Scientists have discovered how the wiring of bees’ brains helps them plot the most direct route back to their hive.
Edinburgh researchers have shed light on the complex navigation system that insects use to make their way home in a straight line following long, complex journeys.
They have revealed how a network of neurons integrates every detail of changes in direction and distance covered on outbound journeys, and enables bees to return directly home.
Bees use their vision to navigate, but until now little was known about what happens inside their brains – which are smaller than a grain of rice – as they perform this task.
The discovery of neurons that detect speed and direction – and a precise description of how these are wired together – has helped scientists show for the first time how a bee’s brain functions to guide it home.
The neurons are located in a part of the insect brain called the central complex, which scientists found plays a pivotal role in controlling the navigation system – known as path integration or 'dead reckoning'.
The system is used by many animals, including bees, ants and humans.
These cells are used to add up all elements of the outbound journey, creating a memory that bees use to fly home by the most direct route, researchers say.
A team of scientists, including researchers at Edinburgh, unravelled the complex workings of the system by studying the brains of nocturnal rainforest bees.
They monitored nerve function by attaching tiny electrodes to bees’ heads as the insects were shown virtual reality simulations of what they see when flying forward or rotating.
Their results - together with microscope studies of how the nerve cells are connected - were used to develop a detailed computer model of the bee’s brain, which was tested on a simulated bee and on a robot.
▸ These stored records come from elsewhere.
use super::ports::{
    GalleryView, Lightbox, LoadingIndicator, Notifier, ScrollListener, SmoothScroll,
};
use serde::{Deserialize, Serialize};

#[derive(Debug, Clone, Copy, PartialEq, Eq, Serialize, Deserialize)]
#[serde(rename_all = "snake_case")]
pub enum NoticeLevel {
    Success,
    Failure,
    Info,
}

/// One DOM-side action for the page script to replay.
#[derive(Debug, Clone, PartialEq, Eq, Serialize, Deserialize)]
#[serde(tag = "type", rename_all = "snake_case")]
pub enum UiEffect {
    ClearGallery,
    ShowLoading,
    HideLoading,
    AppendMarkup { markup: String },
    RefreshLightbox,
    SmoothScroll,
    Notify { level: NoticeLevel, message: String },
    DetachScroll,
}

/// Surface that records every collaborator call in order.
#[derive(Debug, Clone, Default, PartialEq, Eq, Serialize, Deserialize)]
pub struct Frame {
    pub effects: Vec<UiEffect>,
}

impl Frame {
    pub fn new() -> Self {
        Self::default()
    }

    pub fn is_empty(&self) -> bool {
        self.effects.is_empty()
    }

    /// Notices in emission order.
    pub fn notices(&self) -> Vec<(NoticeLevel, &str)> {
        self.effects
            .iter()
            .filter_map(|effect| match effect {
                UiEffect::Notify { level, message } => Some((*level, message.as_str())),
                _ => None,
            })
            .collect()
    }

    /// Concatenation of all appended markup.
    pub fn appended_markup(&self) -> String {
        self.effects
            .iter()
            .filter_map(|effect| match effect {
                UiEffect::AppendMarkup { markup } => Some(markup.as_str()),
                _ => None,
            })
            .collect()
    }

    pub fn count(&self, wanted: &UiEffect) -> usize {
        self.effects.iter().filter(|effect| *effect == wanted).count()
    }

    fn notify(&mut self, level: NoticeLevel, message: &str) {
        self.effects.push(UiEffect::Notify {
            level,
            message: message.to_string(),
        });
    }
}

impl Notifier for Frame {
    fn success(&mut self, message: &str) {
        self.notify(NoticeLevel::Success, message);
    }

    fn failure(&mut self, message: &str) {
        self.notify(NoticeLevel::Failure, message);
    }

    fn info(&mut self, message: &str) {
        self.notify(NoticeLevel::Info, message);
    }
}

impl GalleryView for Frame {
    fn clear_gallery(&mut self) {
        self.effects.push(UiEffect::ClearGallery);
    }

    fn append_markup(&mut self, markup: String) {
        self.effects.push(UiEffect::AppendMarkup { markup });
    }
}

impl Lightbox for Frame {
    fn refresh_lightbox(&mut self) {
        self.effects.push(UiEffect::RefreshLightbox);
    }
}

impl SmoothScroll for Frame {
    fn smooth_scroll(&mut self) {
        self.effects.push(UiEffect::SmoothScroll);
    }
}

impl LoadingIndicator for Frame {
    fn show_loading(&mut self) {
        self.effects.push(UiEffect::ShowLoading);
    }

    fn hide_loading(&mut self) {
        self.effects.push(UiEffect::HideLoading);
    }
}

impl ScrollListener for Frame {
    fn detach_scroll(&mut self) {
        self.effects.push(UiEffect::DetachScroll);
    }
}
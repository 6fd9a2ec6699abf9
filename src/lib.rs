//! Infinite-Scroll Image Gallery Library
//!
//! This library crate holds everything behind the gallery widget. The binary
//! (`main.rs`) only wires configuration, the provider client and the HTTP
//! server together.
//!
//! ## Architecture Modules
//! - **`config`**: Environment-driven settings for the provider and the server.
//! - **`provider`**: The image-search fetch seam (`ImageSearch`) and its Pixabay client.
//! - **`gallery`**: Markup generation for result cards.
//! - **`session`**: Per-page pagination state and the in-flight guards that
//!   keep fetches from overlapping.
//! - **`widget`**: The search and scroll-pagination controllers and the
//!   collaborator traits they drive.
//! - **`web`**: Axum server exposing the widget page and its JSON endpoints.

pub mod config;
pub mod gallery;
pub mod provider;
pub mod session;
pub mod web;
pub mod widget;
The findings could lead to the development of new algorithms for navigation in autonomous robots that do not require GPS or expensive computer systems.
The study, published in the journal Current Biology, was carried out in collaboration with the University of Lund, Sweden. It was funded by Swedish, UK and European research councils.
The most exciting part of this research was when computer modelling of the 'spaghetti' of connections between nerve cells revealed the elegant principle by which bees keep track of their position and steer back home. Understanding such a complex behaviour at the level of single neurons is an important step forward for the science of brain function.